Created 02-13-2020 01:07 AM
Hello everyone,
need help please.
when i execute the following request on the impala-shell (Cloudera cdh5.16)
CREATE TABLE FCT_OC_ACTIVE_ALARMS_COUNTERS (
TIME TIMESTAMP NOT NULL ENCODING RLE,
OPERATIONCONTEXTID BIGINT NOT NULL ENCODING RLE,
SEVERITYID BIGINT NOT NULL ENCODING RLE,
ALARMTYPEID BIGINT NOT NULL,
PROBABLECAUSEID BIGINT NOT NULL,
SPECIFICPROBLEMSID BIGINT,
MANAGEDOBJECTNAME STRING NOT NULL,
YEARMONTH INT NOT NULL,
NEXTDELTATIME TIMESTAMP,
AOACKNOWLEDGED BIGINT,
AOHANDLED BIGINT,
AONOTHANDLED BIGINT,
AOOUTSTANDING BIGINT,
UPDATE_TIMESTAMP TIMESTAMP,
PRIMARY KEY(TIME, OPERATIONCONTEXTID, SEVERITYID, ALARMTYPEID, PROBABLECAUSEID, MANAGEDOBJECTNAME, SPECIFICPROBLEMSID, YEARMONTH)
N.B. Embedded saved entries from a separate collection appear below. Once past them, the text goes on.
#[cfg(test)]
mod tests {
    use super::*;
    use crate::clock::FixedClock;
    use tempfile::TempDir;

    fn build(builder: ConfigBuilder) -> Result<Arc<SiteConfig>> {
        builder.with_clock(FixedClock(2026)).build()
    }

    #[test]
    fn test_default_build_is_resolved() {
        let config = build(ConfigBuilder::new()).unwrap();
        assert_eq!(config.title, "Leo's Note");
        assert_eq!(
            config.theme_config.footer.copyright.as_deref(),
            Some("Copyright © 2026 Leo's Note. Built with Docusaurus.")
        );
    }

    #[test]
    fn test_policies_are_independent() {
        let config = build(
            ConfigBuilder::new().with_override("on_broken_links", "ignore"),
        )
        .unwrap();
        assert_eq!(config.on_broken_links, BrokenLinkPolicy::Ignore);
        assert_eq!(config.on_broken_markdown_links, BrokenLinkPolicy::Warn);

        let config = build(
            ConfigBuilder::new()
                .with_override("on_broken_markdown_links", "throw"),
        )
        .unwrap();
        assert_eq!(config.on_broken_links, BrokenLinkPolicy::Throw);
        assert_eq!(config.on_broken_markdown_links, BrokenLinkPolicy::Throw);
    }

    #[test]
    fn test_default_locale_must_be_supported() {
        let err = build(
            ConfigBuilder::new().with_override("i18n_default_locale", "fr"),
        )
        .unwrap_err();
        assert_eq!(err.fields(), vec!["i18n.defaultLocale"]);

        let config = build(
            ConfigBuilder::new()
                .with_override("i18n_locales", "en, fr")
                .with_override("i18n_default_locale", "fr"),
        )
        .unwrap();
        assert_eq!(config.i18n.default_locale, "fr");
        assert_eq!(config.i18n.locales, vec!["en", "fr"]);
    }

    #[test]
    fn test_boolean_override_from_toml_value() {
        let config =
            build(ConfigBuilder::new().with_override("trailing_slash", true))
                .unwrap();
        assert!(config.trailing_slash);

        let err = build(
            ConfigBuilder::new().with_override("trailing_slash", "maybe"),
        )
        .unwrap_err();
        assert_eq!(err.fields(), vec!["trailingSlash"]);
    }

    #[test]
    fn test_locale_list_override() {
        let config = build(
            ConfigBuilder::new()
                .with_override("i18n_locales", vec!["en", "fr"])
                .with_override("i18n_default_locale", "fr"),
        )
        .unwrap();
        assert_eq!(config.i18n.locales, vec!["en", "fr"]);

        let err = build(
            ConfigBuilder::new().with_override("i18n_locales", vec![1_i64, 2]),
        )
        .unwrap_err();
        assert_eq!(err.fields(), vec!["i18n_locales"]);
    }

    #[test]
    fn test_non_scalar_override_is_rejected() {
        let err = build(ConfigBuilder::new().with_override("title", vec!["a"]))
            .unwrap_err();
        assert_eq!(err.fields(), vec!["title"]);

        let err = build(
            ConfigBuilder::new()
                .with_override("tagline", toml::value::Table::new()),
        )
        .unwrap_err();
        assert_eq!(err.fields(), vec!["tagline"]);
    }

    #[test]
    fn test_braces_in_title_are_kept_literally() {
        let config =
            build(ConfigBuilder::new().with_override("title", "My {{Notes}}"))
                .unwrap();
        assert_eq!(config.title, "My {{Notes}}");
        assert_eq!(
            config.theme_config.footer.copyright.as_deref(),
            Some("Copyright © 2026 My {{Notes}}. Built with Docusaurus.")
        );
    }

    #[test]
    fn test_unknown_override_key_is_rejected() {
        let err =
            build(ConfigBuilder::new().with_override("colour", "blue"))
                .unwrap_err();
        assert_eq!(err.fields(), vec!["colour"]);
    }

    #[test]
    fn test_invalid_override_value_fails_validation() {
        let err = build(
            ConfigBuilder::new()
                .with_override("url", "https://example.com/blog")
                .with_override("base_url", "blog"),
        )
        .unwrap_err();
        assert_eq!(err.fields(), vec!["url", "baseUrl"]);
    }

    #[test]
    fn test_env_overrides() {
        env::set_var("SFTEST_ENV_TITLE", "Env Title");
        env::set_var("SFTEST_ENV_ON_BROKEN_LINKS", "warn");
        env::set_var("SFTEST_ENV_SOMETHING_ELSE", "ignored");

        let config =
            build(ConfigBuilder::new().with_env_prefix("SFTEST_ENV")).unwrap();
        assert_eq!(config.title, "Env Title");
        assert_eq!(config.on_broken_links, BrokenLinkPolicy::Warn);
        assert_eq!(config.on_broken_markdown_links, BrokenLinkPolicy::Warn);
        assert_eq!(
            config.theme_config.footer.copyright.as_deref(),
            Some("Copyright © 2026 Env Title. Built with Docusaurus.")
        );
    }

    #[test]
    fn test_env_keys_need_the_separator() {
        env::set_var("SFTEST_SEPTITLE", "Hijacked");
        env::set_var("SFTEST_SEP__TAGLINE", "Hijacked");
        env::set_var("SFTEST_SEP_FAVICON", "img/other.ico");

        let config =
            build(ConfigBuilder::new().with_env_prefix("SFTEST_SEP")).unwrap();
        assert_eq!(config.title, "Leo's Note");
        assert_ne!(config.tagline, "Hijacked");
        assert_eq!(config.favicon, "img/other.ico");
    }

    #[cfg(unix)]
    #[test]
    fn test_non_utf8_environment() {
        use std::os::unix::ffi::OsStringExt;

        env::set_var(
            "SFTEST_UNRELATED_BYTES",
            OsString::from_vec(vec![0x66, 0xff]),
        );
        env::set_var(
            OsString::from_vec(b"SFTEST_RAW_\xff".to_vec()),
            "ignored",
        );
        let config =
            build(ConfigBuilder::new().with_env_prefix("SFTEST_RAW")).unwrap();
        assert_eq!(config.title, "Leo's Note");

        env::set_var("SFTEST_BYTES_TITLE", OsString::from_vec(vec![0xff]));
        let err = build(ConfigBuilder::new().with_env_prefix("SFTEST_BYTES"))
            .unwrap_err();
        assert_eq!(err.fields(), vec!["SFTEST_BYTES_TITLE"]);
    }

    #[test]
    fn test_programmatic_override_beats_env() {
        env::set_var("SFTEST_PRIO_TAGLINE", "from env");
        let config = build(
            ConfigBuilder::new()
                .with_env_prefix("SFTEST_PRIO")
                .with_override("tagline", "from code"),
        )
        .unwrap();
        assert_eq!(config.tagline, "from code");
    }

    #[test]
    fn test_load_toml_file() {
        let temp_dir = TempDir::new().unwrap();
        let path = temp_dir.path().join("site.toml");
        fs::write(
            &path,
            r#"
title = "Notes"
favicon = "img/favicon.ico"
url = "https://notes.example.com"
organizationName = "someone"
projectName = "notes"
onBrokenMarkdownLinks = "ignore"

[i18n]
defaultLocale = "vi"
locales = ["en", "vi"]

[[presets]]
name = "classic"

[presets.options.blog]
showReadingTime = true

[themeConfig.footer]
style = "dark"
copyright = "© {{year}} {{organizationName}}"

[[themeConfig.footer.links]]
title = "Docs"
items = [{ label = "Documents", to = "/docs/intro" }]
"#,
        )
        .unwrap();

        let config = build(ConfigBuilder::new().with_file(&path)).unwrap();
        assert_eq!(config.title, "Notes");
        assert_eq!(config.on_broken_links, BrokenLinkPolicy::Throw);
        assert_eq!(config.on_broken_markdown_links, BrokenLinkPolicy::Ignore);
        assert_eq!(config.i18n.default_locale, "vi");
        assert!(
            config.presets[0].options.blog.as_ref().unwrap().show_reading_time
        );
        assert_eq!(
            config.theme_config.footer.copyright.as_deref(),
            Some("© 2026 someone")
        );
    }

    #[test]
    fn test_load_yaml_and_json_files() {
        let temp_dir = TempDir::new().unwrap();

        let yaml = temp_dir.path().join("site.yml");
        fs::write(
            &yaml,
            "title: Notes\nfavicon: img/favicon.ico\nurl: https://notes.example.com\norganizationName: someone\nprojectName: notes\nplugins:\n  - ./plugins/tailwind-plugin.cjs\n",
        )
        .unwrap();
        let config = build(ConfigBuilder::new().with_file(&yaml)).unwrap();
        assert_eq!(config.plugins.len(), 1);

        let json = temp_dir.path().join("site.json");
        fs::write(
            &json,
            r#"{"title": "Notes", "favicon": "img/favicon.ico", "url": "https://notes.example.com", "organizationName": "someone", "projectName": "notes", "trailingSlash": true}"#,
        )
        .unwrap();
        let config = build(ConfigBuilder::new().with_file(&json)).unwrap();
        assert!(config.trailing_slash);
    }

    #[test]
    fn test_file_errors() {
        let temp_dir = TempDir::new().unwrap();

        let missing = temp_dir.path().join("missing.toml");
        assert!(matches!(
            build(ConfigBuilder::new().with_file(&missing)),
            Err(SiteFrameError::IOError { .. })
        ));

        let broken = temp_dir.path().join("broken.json");
        fs::write(&broken, "{ not json").unwrap();
        assert!(matches!(
            build(ConfigBuilder::new().with_file(&broken)),
            Err(SiteFrameError::ParseError { format: "JSON", .. })
        ));

        let unknown = temp_dir.path().join("site.ini");
        fs::write(&unknown, "title=x").unwrap();
        let err = build(ConfigBuilder::new().with_file(&unknown)).unwrap_err();
        assert_eq!(err.fields(), vec!["configFile"]);
    }
}
//! # Invariant Checking
//!
//! Field paths, shared checks and the entry point that validates a whole
//! [`SiteConfig`]. Each part of the record implements
//! [`Validate`](crate::core::traits::Validate) and uses the helpers here, so
//! a single pass reports every violation together with the field it concerns.
//!
//! Paths use the host builder's camelCase key names, e.g.
//! `themeConfig.footer.links[0].items[2].label`.

use std::fmt;

use log::debug;
use url::Url;

use crate::core::error::{ConfigDiagnostics, Result};
use crate::core::traits::Validate;
use crate::model::SiteConfig;

/// Dotted path to a field inside the record.
#[derive(Debug, Clone, Default, PartialEq, Eq)]
pub struct FieldPath(String);

impl FieldPath {
    /// The path of the record itself.
    pub fn root() -> Self {
        Self::default()
    }

    /// Appends a key.
    pub fn key(&self, key: &str) -> Self {
        if self.0.is_empty() {
            Self(key.to_string())
        } else {
            Self(format!("{}.{}", self.0, key))
        }
    }

    /// Appends a list index.
    pub fn index(&self, index: usize) -> Self {
        Self(format!("{}[{}]", self.0, index))
    }

    /// Returns the path as a string slice.
    pub fn as_str(&self) -> &str {
        &self.0
    }
}

impl fmt::Display for FieldPath {
    fn fmt(&self, f: &mut fmt::Formatter<'_>) -> fmt::Result {
        f.write_str(&self.0)
    }
}

/// Validates a resolved record, failing with every violation found.
pub fn validate(config: &SiteConfig) -> Result<()> {
    let mut diag = ConfigDiagnostics::new();
    config.validate(&FieldPath::root(), &mut diag);
    debug!("Validation finished with {} violation(s)", diag.len());
    diag.into_result()
}

/// Requires a non-blank string.
pub(crate) fn non_empty(
    diag: &mut ConfigDiagnostics,
    path: &FieldPath,
    value: &str,
) -> bool {
    if value.trim().is_empty() {
        diag.error(path.as_str(), "must not be empty");
        return false;
    }
    true
}

/// Requires a string without any whitespace (branch names, ids).
pub(crate) fn token(
    diag: &mut ConfigDiagnostics,
    path: &FieldPath,
    value: &str,
) {
    if non_empty(diag, path, value)
        && value.chars().any(char::is_whitespace)
    {
        diag.error(path.as_str(), "must not contain whitespace");
    }
}

/// Requires an absolute `http`/`https` URL with a host.
pub(crate) fn http_url(
    diag: &mut ConfigDiagnostics,
    path: &FieldPath,
    value: &str,
) -> Option<Url> {
    if !non_empty(diag, path, value) {
        return None;
    }
    match Url::parse(value) {
        Ok(parsed) => {
            if !matches!(parsed.scheme(), "http" | "https") {
                diag.error(
                    path.as_str(),
                    format!(
                        "scheme `{}` not supported, must be http or https",
                        parsed.scheme()
                    ),
                );
                None
            } else if parsed.host_str().map_or(true, str::is_empty) {
                diag.error(path.as_str(), "URL has no host");
                None
            } else {
                Some(parsed)
            }
        }
        Err(e) => {
            diag.error(
                path.as_str(),
                format!("`{}` is not a valid URL: {}", value, e),
            );
            None
        }
    }
}

/// Requires the canonical site URL: scheme and host only.
///
/// The serving prefix belongs in `baseUrl`, so any path beyond `/`, query or
/// fragment is rejected.
pub(crate) fn site_url(
    diag: &mut ConfigDiagnostics,
    path: &FieldPath,
    value: &str,
) {
    if let Some(parsed) = http_url(diag, path, value) {
        if parsed.path() != "/" {
            diag.error(
                path.as_str(),
                format!(
                    "must not contain a path (found `{}`), put it in baseUrl",
                    parsed.path()
                ),
            );
        }
        if parsed.query().is_some() || parsed.fragment().is_some() {
            diag.error(
                path.as_str(),
                "must not contain a query or fragment",
            );
        }
    }
}

/// Requires a serving prefix that starts and ends with `/`.
pub(crate) fn base_url(
    diag: &mut ConfigDiagnostics,
    path: &FieldPath,
    value: &str,
) {
    if !value.starts_with('/') || !value.ends_with('/') {
        diag.error(
            path.as_str(),
            format!("`{}` must start and end with `/`", value),
        );
    } else if value.chars().any(char::is_whitespace) {
        diag.error(path.as_str(), "must not contain whitespace");
    }
}

/// Requires an internal route such as `/docs/intro`.
pub(crate) fn route(
    diag: &mut ConfigDiagnostics,
    path: &FieldPath,
    value: &str,
) {
    if !non_empty(diag, path, value) {
        return;
    }
    if !value.starts_with('/') {
        diag.error(
            path.as_str(),
            format!("route `{}` must start with `/`", value),
        );
    } else if value.chars().any(char::is_whitespace) {
        diag.error(path.as_str(), "must not contain whitespace");
    }
}

/// Requires an external link target: an http(s) URL or a `mailto:` address.
pub(crate) fn external_link(
    diag: &mut ConfigDiagnostics,
    path: &FieldPath,
    value: &str,
) {
    if let Some(address) = value.strip_prefix("mailto:") {
        if !address.contains('@') {
            diag.error(
                path.as_str(),
                format!("`{}` is not a valid mailto link", value),
            );
        }
        return;
    }
    let _ = http_url(diag, path, value);
}

/// Requires a site-relative file path such as `img/logo.svg`.
pub(crate) fn relative_path(
    diag: &mut ConfigDiagnostics,
    path: &FieldPath,
    value: &str,
) {
    if !non_empty(diag, path, value) {
        return;
    }
    if value.contains("://") {
        diag.error(
            path.as_str(),
            format!("`{}` must be a relative path, not a URL", value),
        );
    } else if value.starts_with('/') {
        diag.error(
            path.as_str(),
            format!("`{}` must be relative to the site root", value),
        );
    }
}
) PARTITION BY RANGE (YEARMONTH) (
PARTITION VALUE = 202001
) STORED AS KUDU
it works perfectly. but when i execute the same on impala-shell (Cloudera cdh 6.3.2) i get the following error:
ERROR: ImpalaRuntimeException: Error creating Kudu table 'impala::ci_inta_fas_oss_installer_cdh6.FCT_OC_ACTIVE_ALARMS_COUNTERS'
CAUSED BY: ImpalaRuntimeException: Kudu PRIMARY KEY columns must be specified as the first columns in the table (expected leading columns ('time', 'operationcontextid', 'severityid', 'alarmtypeid', 'probablecauseid', 'managedobjectname', 'specificproblemsid', 'yearmonth') but found ('time', 'operationcontextid', 'severityid', 'alarmtypeid', 'probablecauseid', 'specificproblemsid', 'managedobjectname', 'yearmonth'))
Did i mess something in my configuration on cdh 6.3 ?
Created 02-13-2020 09:11 AM
You need to either change the order of the columns in your table definition or the PRIMARY KEY definition so that they match. In your statement you have the order of MANAGEDOBJECTNAME and SPECIFICPROBLEMSID reversed in the two places.
MANAGEDOBJECTNAME, SPECIFICPROBLEMSID, YEARMONTH
SPECIFICPROBLEMSID BIGINT,
MANAGEDOBJECTNAME STRING NOT NULL,
YEARMONTH INT NOT NULL,
We made this stricter because it previously silently ignored the order of columns in the PRIMARY KEY clause, which can have really bad performance implications - https://issues.apache.org/jira/browse/IMPALA-8283
Created 02-13-2020 09:11 AM
You need to either change the order of the columns in your table definition or the PRIMARY KEY definition so that they match. In your statement you have the order of MANAGEDOBJECTNAME and SPECIFICPROBLEMSID reversed in the two places.
MANAGEDOBJECTNAME, SPECIFICPROBLEMSID, YEARMONTH
SPECIFICPROBLEMSID BIGINT,
MANAGEDOBJECTNAME STRING NOT NULL,
YEARMONTH INT NOT NULL,
We made this stricter because it previously silently ignored the order of columns in the PRIMARY KEY clause, which can have really bad performance implications - https://issues.apache.org/jira/browse/IMPALA-8283
Created 02-19-2020 08:59 AM
Excellent. This is the solution i've applied. But i was not able to explain why it does not work anymore with cdh6.
Thanks
Created 02-19-2020 09:26 AM
We made this stricter because it was easy to create tables with the wrong primary key order, which has perf consequences.
It was really a bug that we allowed creating tables with unclear primary key order.